(Saved entries)
┄┄┄┄┄┄┄┄┄┄

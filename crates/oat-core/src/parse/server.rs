use serde::{Deserialize, Serialize};

/// A server URL definition. Server variables are not expanded.
#[derive(Debug, Clone, PartialEq, Serialize, Deserialize)]
pub struct Server {
    pub url: String,

    #[serde(skip_serializing_if = "Option::is_none")]
    pub description: Option<String>,
}
use oat_core::parse;
use oat_core::visit;

const USERS: &str = r#"
openapi: 3.0.0
servers:
  - url: https://api.example.com
paths:
  /users/{id}:
    get:
      operationId: getUser
      description: Fetch a user
      parameters:
        - name: id
          in: path
          required: true
          schema:
            type: integer
        - name: fields
          in: query
          schema:
            type: array
            items:
              type: string
              enum: [name, email]
    patch:
      operationId: updateUser
      summary: Update a user
      requestBody:
        content:
          application/json:
            schema:
              type: object
              required: [email]
              properties:
                email:
                  type: string
                  format: email
                nickname:
                  anyOf:
                    - type: string
                    - not:
                        type: integer
"#;

#[test]
fn tools_serialize_as_json_schema() {
    let spec = parse::from_yaml(USERS).unwrap();
    let api = visit::visit(&spec).unwrap();

    insta::assert_json_snapshot!(api, @r#"
    {
      "serviceUrl": "https://api.example.com",
      "tools": [
        {
          "name": "getUser",
          "description": "Fetch a user",
          "path": "/users/{id}",
          "method": "GET",
          "pathParameters": {
            "properties": {
              "id": {
                "type": "integer"
              }
            },
            "required": [
              "id"
            ]
          },
          "queryParameters": {
            "properties": {
              "fields": {
                "type": "array",
                "items": {
                  "type": "string",
                  "enum": [
                    "name",
                    "email"
                  ]
                }
              }
            }
          }
        },
        {
          "name": "updateUser",
          "description": "Update a user",
          "path": "/users/{id}",
          "method": "PATCH",
          "requestBody": {
            "type": "object",
            "properties": {
              "email": {
                "type": "string",
                "format": "email"
              },
              "nickname": {
                "anyOf": [
                  {
                    "type": "string"
                  },
                  {
                    "not": {
                      "type": "integer"
                    }
                  }
                ]
              }
            },
            "required": [
              "email"
            ]
          }
        }
      ]
    }
    "#);
}

#[test]
fn number_serializes_as_float() {
    let yaml = r#"
openapi: 3.0.0
paths:
  /price:
    get:
      operationId: getPrice
      summary: Price
      parameters:
        - name: max
          in: query
          schema:
            type: number
"#;
    let spec = parse::from_yaml(yaml).unwrap();
    let api = visit::visit(&spec).unwrap();
    let value = serde_json::to_value(&api).unwrap();
    assert_eq!(
        value["tools"][0]["queryParameters"]["properties"]["max"],
        serde_json::json!({ "type": "float" })
    );
    assert!(value.get("serviceUrl").is_none());
}
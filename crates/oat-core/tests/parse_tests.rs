use std::fs;

use oat_core::error::ParseError;
use oat_core::parse;
use oat_core::parse::operation::{Operation, PathItemOrRef};
use oat_core::parse::parameter::ParameterOrRef;

const PETSTORE: &str = include_str!("fixtures/petstore.yaml");

#[test]
fn parse_petstore_yaml() {
    let spec = parse::from_yaml(PETSTORE).expect("should parse petstore");
    assert_eq!(spec.openapi, "3.0.3");
    assert_eq!(spec.info.as_ref().map(|i| i.title.as_str()), Some("Petstore"));
    assert_eq!(spec.servers.len(), 2);
    assert_eq!(spec.paths.len(), 3);

    let pets: PathItemOrRef =
        serde_json::from_value(spec.paths["/pets"].clone()).expect("should parse /pets");
    let pets = match pets {
        PathItemOrRef::PathItem(item) => item,
        PathItemOrRef::Ref { .. } => panic!("expected inline path item"),
    };
    let get: Operation =
        serde_json::from_value(pets.get.clone().expect("should have GET")).unwrap();
    assert_eq!(get.operation_id.as_deref(), Some("listPets"));
    assert!(matches!(&get.parameters[0], ParameterOrRef::Ref { ref_path } if ref_path == "#/components/parameters/Limit"));

    let stats: PathItemOrRef = serde_json::from_value(spec.paths["/stats"].clone()).unwrap();
    assert!(matches!(stats, PathItemOrRef::Ref { .. }));
}

#[test]
fn malformed_operation_does_not_fail_the_document() {
    let yaml = r#"
openapi: 3.0.0
paths:
  /a:
    post:
      operationId: postA
      parameters:
        - name: id
"#;
    let spec = parse::from_yaml(yaml).expect("structure below paths is checked per operation");
    assert_eq!(spec.paths.len(), 1);
}

#[test]
fn malformed_parameter_reports_the_missing_field() {
    let err = serde_json::from_value::<ParameterOrRef>(serde_json::json!({ "name": "id" }))
        .unwrap_err();
    assert!(err.to_string().contains("missing field `in`"), "{err}");
}

#[test]
fn components_are_kept_raw() {
    let spec = parse::from_yaml(PETSTORE).unwrap();
    let kinds: Vec<&str> = spec.components.keys().map(String::as_str).collect();
    assert_eq!(
        kinds,
        ["parameters", "requestBodies", "schemas", "pathItems"]
    );
    assert!(spec.components["schemas"].get("NewPet").is_some());
}

#[test]
fn parse_json() {
    let json = r#"{
        "openapi": "3.0.1",
        "paths": {
            "/ping": { "get": { "operationId": "ping", "summary": "Ping" } }
        }
    }"#;
    let spec = parse::from_json(json).unwrap();
    assert!(spec.info.is_none());
    assert!(spec.servers.is_empty());
    assert_eq!(spec.paths.len(), 1);
}

#[test]
fn parse_invalid_version() {
    let yaml = r#"
openapi: "3.1.0"
info:
  title: Test
  version: "1.0"
paths: {}
"#;
    let result = parse::from_yaml(yaml);
    assert!(matches!(result, Err(ParseError::UnsupportedVersion(v)) if v == "3.1.0"));
}

#[test]
fn parse_missing_version() {
    let result = parse::from_json(r#"{ "paths": {} }"#);
    assert!(matches!(result, Err(ParseError::UnsupportedVersion(_))));
}

#[test]
fn parse_swagger_2() {
    let result = parse::from_json(r#"{ "swagger": "2.0", "paths": {} }"#);
    assert!(matches!(result, Err(ParseError::UnsupportedVersion(_))));
}

#[test]
fn parse_wrong_field_types() {
    let result = parse::from_json(r#"{ "openapi": "3.0.0", "servers": "https://x" }"#);
    assert!(matches!(result, Err(ParseError::SpecParsing(_))));
}

#[test]
fn from_path_dispatches_on_extension() {
    let dir = tempfile::tempdir().unwrap();

    let yml = dir.path().join("petstore.yml");
    fs::write(&yml, PETSTORE).unwrap();
    assert_eq!(parse::from_path(&yml).unwrap().paths.len(), 3);

    let json = dir.path().join("ping.json");
    fs::write(&json, r#"{ "openapi": "3.0.0" }"#).unwrap();
    assert!(parse::from_path(&json).unwrap().paths.is_empty());

    let txt = dir.path().join("spec.txt");
    fs::write(&txt, PETSTORE).unwrap();
    assert!(matches!(
        parse::from_path(&txt),
        Err(ParseError::UnsupportedExtension(_))
    ));
}

#[test]
fn from_path_reports_missing_file() {
    let dir = tempfile::tempdir().unwrap();
    let missing = dir.path().join("nope.yaml");
    assert!(matches!(
        parse::from_path(&missing),
        Err(ParseError::Io { .. })
    ));
}
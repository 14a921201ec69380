//! Configuration loading and management
//!
//! Handles parsing of the optional `.notebook.toml` in the data directory.

use serde::Deserialize;
use std::path::Path;

use crate::error::{Error, Result};
use crate::storage::CONFIG_FILE;

/// Main configuration structure
#[derive(Debug, Clone, Default, Deserialize)]
pub struct Config {
    /// Data file names
    #[serde(default)]
    pub storage: StorageConfig,

    /// Search configuration
    #[serde(default)]
    pub search: SearchConfig,
}

/// Data file naming
#[derive(Debug, Clone, Deserialize)]
pub struct StorageConfig {
    /// Notes file, relative to the data directory
    #[serde(default = "default_notes_file")]
    pub notes_file: String,

    /// To-do file, relative to the data directory
    #[serde(default = "default_todos_file")]
    pub todos_file: String,
}

fn default_notes_file() -> String {
    "notes.json".to_string()
}

fn default_todos_file() -> String {
    "todos.json".to_string()
}

impl Default for StorageConfig {
    fn default() -> Self {
        Self {
            notes_file: default_notes_file(),
            todos_file: default_todos_file(),
        }
    }
}

/// Search-related configuration
#[derive(Debug, Clone, Deserialize)]
pub struct SearchConfig {
    /// Number of content characters shown in a search snippet
    #[serde(default = "default_snippet_chars")]
    pub snippet_chars: usize,
}

fn default_snippet_chars() -> usize {
    150
}

impl Default for SearchConfig {
    fn default() -> Self {
        Self {
            snippet_chars: default_snippet_chars(),
        }
    }
}

const MAX_SNIPPET_CHARS: usize = 10_000;

impl Config {
    /// Load configuration from a TOML file
    pub fn load(path: &Path) -> Result<Self> {
        let content = std::fs::read_to_string(path)?;
        let config: Config = toml::from_str(&content)?;
        config.validate()?;
        Ok(config)
    }

    /// Load configuration from the data directory, or return defaults
    pub fn load_from_dir(dir: &Path) -> Result<Self> {
        let config_path = dir.join(CONFIG_FILE);
        if config_path.exists() {
            Self::load(&config_path)
        } else {
            Ok(Self::default())
        }
    }

    fn validate(&self) -> Result<()> {
        self.storage.validate()?;
        self.search.validate()?;
        Ok(())
    }
}

impl StorageConfig {
    fn validate(&self) -> Result<()> {
        validate_file_name(&self.notes_file, "storage.notes_file")?;
        validate_file_name(&self.todos_file, "storage.todos_file")?;
        if self.notes_file.trim() == self.todos_file.trim() {
            return Err(Error::InvalidConfig(format!(
                "storage.notes_file and storage.todos_file must differ (both '{}')",
                self.notes_file
            )));
        }
        Ok(())
    }
}

impl SearchConfig {
    fn validate(&self) -> Result<()> {
        if self.snippet_chars == 0 {
            return Err(Error::InvalidConfig(
                "search.snippet_chars must be > 0".to_string(),
            ));
        }
        if self.snippet_chars > MAX_SNIPPET_CHARS {
            return Err(Error::InvalidConfig(format!(
                "search.snippet_chars must be <= {MAX_SNIPPET_CHARS}"
            )));
        }
        Ok(())
    }
}

fn validate_file_name(name: &str, field: &str) -> Result<()> {
    let trimmed = name.trim();
    if trimmed.is_empty() {
        return Err(Error::InvalidConfig(format!("{field} cannot be empty")));
    }
    if trimmed.contains('/') || trimmed.contains('\\') {
        return Err(Error::InvalidConfig(format!(
            "{field}: '{name}' must be a plain file name"
        )));
    }
    if trimmed == CONFIG_FILE {
        return Err(Error::InvalidConfig(format!(
            "{field} cannot reuse the config file name"
        )));
    }
    Ok(())
}

#[cfg(test)]
mod tests {
    use super::*;
    use std::fs;

    #[test]
    fn defaults_are_expected() {
        let cfg = Config::default();
        assert_eq!(cfg.storage.notes_file, "notes.json");
        assert_eq!(cfg.storage.todos_file, "todos.json");
        assert_eq!(cfg.search.snippet_chars, 150);
    }

    #[test]
    fn load_parses_overrides() {
        let dir = tempfile::tempdir().expect("tempdir");
        let path = dir.path().join(".notebook.toml");
        let content = r#"
[storage]
notes_file = "journal.json"
todos_file = "chores.json"

[search]
snippet_chars = 40
"#;
        fs::write(&path, content.trim()).expect("write config");

        let cfg = Config::load(&path).expect("load config");
        assert_eq!(cfg.storage.notes_file, "journal.json");
        assert_eq!(cfg.storage.todos_file, "chores.json");
        assert_eq!(cfg.search.snippet_chars, 40);
    }

    #[test]
    fn partial_config_keeps_defaults() {
        let dir = tempfile::tempdir().expect("tempdir");
        let path = dir.path().join(".notebook.toml");
        fs::write(&path, "[search]\nsnippet_chars = 80").expect("write config");

        let cfg = Config::load(&path).expect("load config");
        assert_eq!(cfg.storage.notes_file, "notes.json");
        assert_eq!(cfg.search.snippet_chars, 80);
    }

    #[test]
    fn same_file_for_both_stores_rejected() {
        let dir = tempfile::tempdir().expect("tempdir");
        let path = dir.path().join(".notebook.toml");
        let content = r#"
[storage]
notes_file = "data.json"
todos_file = "data.json"
"#;
        fs::write(&path, content.trim()).expect("write config");

        let err = Config::load(&path).expect_err("invalid config");
        match err {
            Error::InvalidConfig(_) => {}
            other => panic!("unexpected error: {other:?}"),
        }
    }

    #[test]
    fn nested_path_rejected() {
        let dir = tempfile::tempdir().expect("tempdir");
        let path = dir.path().join(".notebook.toml");
        fs::write(&path, "[storage]\nnotes_file = \"sub/notes.json\"").expect("write config");

        assert!(matches!(
            Config::load(&path),
            Err(Error::InvalidConfig(_))
        ));
    }

    #[test]
    fn zero_snippet_rejected() {
        let dir = tempfile::tempdir().expect("tempdir");
        let path = dir.path().join(".notebook.toml");
        fs::write(&path, "[search]\nsnippet_chars = 0").expect("write config");

        assert!(matches!(
            Config::load(&path),
            Err(Error::InvalidConfig(_))
        ));
    }

    #[test]
    fn load_from_dir_defaults_when_missing() {
        let dir = tempfile::tempdir().expect("tempdir");
        let cfg = Config::load_from_dir(dir.path()).expect("defaults");
        assert_eq!(cfg.storage.notes_file, "notes.json");
    }

    #[test]
    fn load_from_dir_reads_file() {
        let dir = tempfile::tempdir().expect("tempdir");
        fs::write(
            dir.path().join(".notebook.toml"),
            "[storage]\ntodos_file = \"tasks.json\"",
        )
        .expect("write config");

        let cfg = Config::load_from_dir(dir.path()).expect("load config");
        assert_eq!(cfg.storage.todos_file, "tasks.json");
    }
}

┄┄┄┄┄┄┄┄┄┄

**EXERCISE INSTRUCTIONS**: Would you output, unchanged, each line from the start of the records to the line that holds "description: Fetch a user", both included and nothing else?

**TASK SOLUTION**:
filename crates/oat-core/src/parse/server.rs
use serde::{Deserialize, Serialize};

/// A server URL definition. Server variables are not expanded.
#[derive(Debug, Clone, PartialEq, Serialize, Deserialize)]
pub struct Server {
    pub url: String,

    #[serde(skip_serializing_if = "Option::is_none")]
    pub description: Option<String>,
}
use oat_core::parse;
use oat_core::visit;

const USERS: &str = r#"
openapi: 3.0.0
servers:
  - url: https://api.example.com
paths:
  /users/{id}:
    get:
      operationId: getUser
      description: Fetch a user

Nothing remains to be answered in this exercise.